THE TASK — Once the line with "dual-key stealth addresses." is found in the entries below, print it and each following line exactly, stopping after the line with "sign/verify, SEC1 DER"; print nothing else.

RECORDS PROVIDED —
★ ★ ★

//! secp256k1 key management with recoverable compact signatures and
//! dual-key stealth addresses.
//!
//! Three layers, leaves first:
//!
//! - [`Point`] and [`SecretScalar`]: thin wrappers over the `k256` group and
//!   scalar arithmetic, including the combined `k·G + Q` primitive the
//!   stealth derivation and signature recovery are both written in.
//! - [`Key`]: an ECDSA keypair with strict-DER sign/verify, SEC1 DER
//!   private-key interop, and the 65-byte compact signature form that embeds
//!   a recovery ID so verifiers can reconstruct the signer's public key from
//!   the signature alone.
//! - [`StealthKeys`] / [`StealthAddress`]: a recipient publishes two
//!   compressed public keys `(L, H)`; senders derive unlinkable one-time
//!   payment keys from them, and the recipient alone can recognize and spend
//!   each one.
//!
//! Message hashes are always 32 bytes; producing them is the caller's
//! concern. The 160-bit hash the stealth scheme uses is [`hash160`]
//! (RIPEMD-160 of SHA-256).
//!
//! Secret material zeroizes on drop, recognition compares in constant time,
//! and ECDSA nonces are deterministic per RFC 6979.

pub use k256;

mod error;
mod hash;
mod key;
mod point;
mod recovery;
mod stealth;

pub use error::Error;
pub use hash::hash160;
pub use key::Key;
pub use point::{Point, SecretScalar, COMPRESSED_POINT_SIZE, UNCOMPRESSED_POINT_SIZE};
pub use recovery::COMPACT_SIGNATURE_SIZE;
pub use stealth::{StealthAddress, StealthKeys, StealthPayment, STEALTH_ADDRESS_SIZE};

#[cfg(test)]
mod test_vectors;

★ ★ ★

EXPECTED ANSWER —
//! dual-key stealth addresses.
//!
//! Three layers, leaves first:
//!
//! - [`Point`] and [`SecretScalar`]: thin wrappers over the `k256` group and
//!   scalar arithmetic, including the combined `k·G + Q` primitive the
//!   stealth derivation and signature recovery are both written in.
//! - [`Key`]: an ECDSA keypair with strict-DER sign/verify, SEC1 DER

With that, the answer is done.